Call for Papers ÖRF: Lesson Planning in Religious Education
Lesson planning is one of the central professional practices in religious education. It not only structures teaching and learning processes but also mediates between theological content, learners’ subjective interpretations, curricular requirements, institutional frameworks and societal expectations regarding religious education. Lesson planning shapes and opens up educational spaces and plays a key role in determining their educational direction. Despite its fundamental importance and notwithstanding contributions – such as correlation didactics or the concept of elementarisation – lesson planning has rarely been the subject of systematic research in religious education. It is encountered primarily as a field of practice or as a practical skill in school settings, as part of teacher training, or as implicit practical knowledge – but less so as an independent subject of academic reflection.
This special issue therefore focuses on lesson planning as a research topic in religious education and subjectspecific didactics. We welcome contributions that offer theoretical, empirical, conceptual or practicereflective perspectives and that address religious education across all school levels. We are also interested in contributions that examine processes of professionalisation in initial education, induction phase, and continuing professional development of religious educators, including teacher education at universities and teacher training colleges.

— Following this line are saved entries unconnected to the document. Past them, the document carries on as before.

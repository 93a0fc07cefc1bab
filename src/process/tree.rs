//! Process tree reconciliation
//!
//! Each tick a flat process table is folded into a long-lived forest:
//!
//! 1. upsert one node per pid, mutating existing nodes in place
//! 2. prune pids that were not sampled (clearing a stale selection)
//! 3. attach children to parents, except under launcher/wrapper processes
//! 4. merge configured helper bundles under their anchor
//! 5. aggregate metrics bottom-up
//! 6. optionally collapse same-named roots into group nodes
//! 7. order by smoothed keys, pinned first, at most every 900ms
//! 8. apply the result to every list as a minimal diff
//!
//! Nodes live in one map keyed by `NodeKey`; a node is never replaced while
//! its key stays live, so its serial (and any selection on it) survives
//! across ticks.

use std::cmp::Ordering;
use std::collections::{BTreeMap, HashMap, HashSet};
use std::fmt;
use std::str::FromStr;
use std::time::{Duration, Instant};

use super::collection::{MutationStats, ObservableList};
use super::sampler::ProcessSnapshot;
use crate::config::{BundleRule, ProcessConfig};
use crate::telemetry::rate::{ema, sanitize_percent};

const SORT_THROTTLE: Duration = Duration::from_millis(900);
const SMOOTHING_ALPHA: f64 = 0.35;

#[derive(Debug, Clone, PartialEq, Eq, Hash, PartialOrd, Ord)]
pub enum NodeKey {
    Pid(u32),
    /// Same-named roots collapsed together, keyed by lowercase name.
    Group(String),
    /// Stand-in anchor for a bundle whose anchor process is not running.
    Bundle(String),
}

impl NodeKey {
    pub fn pid(&self) -> Option<u32> {
        match self {
            Self::Pid(pid) => Some(*pid),
            _ => None,
        }
    }
}

impl fmt::Display for NodeKey {
    fn fmt(&self, f: &mut fmt::Formatter<'_>) -> fmt::Result {
        match self {
            Self::Pid(pid) => write!(f, "{}", pid),
            Self::Group(name) => write!(f, "group:{}", name),
            Self::Bundle(name) => write!(f, "bundle:{}", name),
        }
    }
}

#[derive(Debug, Clone, Copy, PartialEq, Eq, Default)]
pub enum SortColumn {
    Name,
    #[default]
    Cpu,
    Memory,
    Gpu,
}

impl SortColumn {
    pub fn default_descending(self) -> bool {
        self != Self::Name
    }
}

impl fmt::Display for SortColumn {
    fn fmt(&self, f: &mut fmt::Formatter<'_>) -> fmt::Result {
        match self {
            Self::Name => write!(f, "name"),
            Self::Cpu => write!(f, "cpu"),
            Self::Memory => write!(f, "ram"),
            Self::Gpu => write!(f, "gpu"),
        }
    }
}

impl FromStr for SortColumn {
    type Err = String;

    fn from_str(s: &str) -> Result<Self, Self::Err> {
        match s.to_ascii_lowercase().as_str() {
            "name" => Ok(Self::Name),
            "cpu" => Ok(Self::Cpu),
            "ram" | "mem" | "memory" => Ok(Self::Memory),
            "gpu" => Ok(Self::Gpu),
            other => Err(format!("unknown sort column '{}'", other)),
        }
    }
}

#[derive(Debug, Clone, Copy, PartialEq, Eq)]
pub struct SortState {
    pub column: SortColumn,
    pub descending: bool,
}

impl Default for SortState {
    fn default() -> Self {
        Self {
            column: SortColumn::Cpu,
            descending: true,
        }
    }
}

/// A long-lived process (or synthetic group) entity.
#[derive(Debug, Clone)]
pub struct ProcessNode {
    serial: u64,
    pub key: NodeKey,
    pub name: String,
    pub own_cpu: f64,
    pub own_memory: u64,
    pub own_gpu: f64,
    /// Own readings plus all descendants'.
    pub cpu_percent: f64,
    pub memory_bytes: u64,
    pub gpu_percent: f64,
    pub parent_pid: u32,
    /// Structural parent in the current forest.
    pub parent: Option<NodeKey>,
    pub children: ObservableList<NodeKey>,
    pub is_group: bool,
    pub instance_count: usize,
    pub is_pinned: bool,
    pub is_selected: bool,
    pub is_expanded: bool,
}

impl ProcessNode {
    fn new(serial: u64, key: NodeKey, name: String) -> Self {
        Self {
            serial,
            is_group: matches!(key, NodeKey::Group(_)),
            key,
            name,
            own_cpu: 0.0,
            own_memory: 0,
            own_gpu: 0.0,
            cpu_percent: 0.0,
            memory_bytes: 0,
            gpu_percent: 0.0,
            parent_pid: 0,
            parent: None,
            children: ObservableList::new(),
            instance_count: 1,
            is_pinned: false,
            is_selected: false,
            is_expanded: false,
        }
    }

    /// Unique per created node; unchanged for as long as the node lives.
    pub fn serial(&self) -> u64 {
        self.serial
    }

    pub fn pid(&self) -> Option<u32> {
        self.key.pid()
    }
}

Possible research questions include, among others:
- Which models and theories of lesson planning offer valuable insights for planning religious education?
- How do religious education approaches – such as correlation, elementarisation, performative, aesthetic, inclusive, or competence-oriented didactics – inform concrete lesson planning practices?
- How is religious education professionally planned under competence-oriented curricula?
- How is religious education professionally planned within denominationally cooperative models or interreligious learning settings?
- To what extent does digital technology (e.g., AI-supported learning environments, hybrid learning spaces, online religious practices, digital planning software) change lesson planning, and what impact does it have on the planning process itself?
- What aspects of religious education can be planned? How can unpredictability, experiences of contingency and dialogical openness be incorporated didactically – and what ultimately resists planning?
- How can the planning of religious educational processes be conceptualised in early childhood education?
- Which competencies do religious educators need for professional lesson planning, and how can these competencies be developed in university education, induction phases and continuing professional development?
- Which implicit theories guide religious educators when planning lessons?
- What insights and implications for lesson planning emerge from classroom research, videography, lesson analysis or design-based research?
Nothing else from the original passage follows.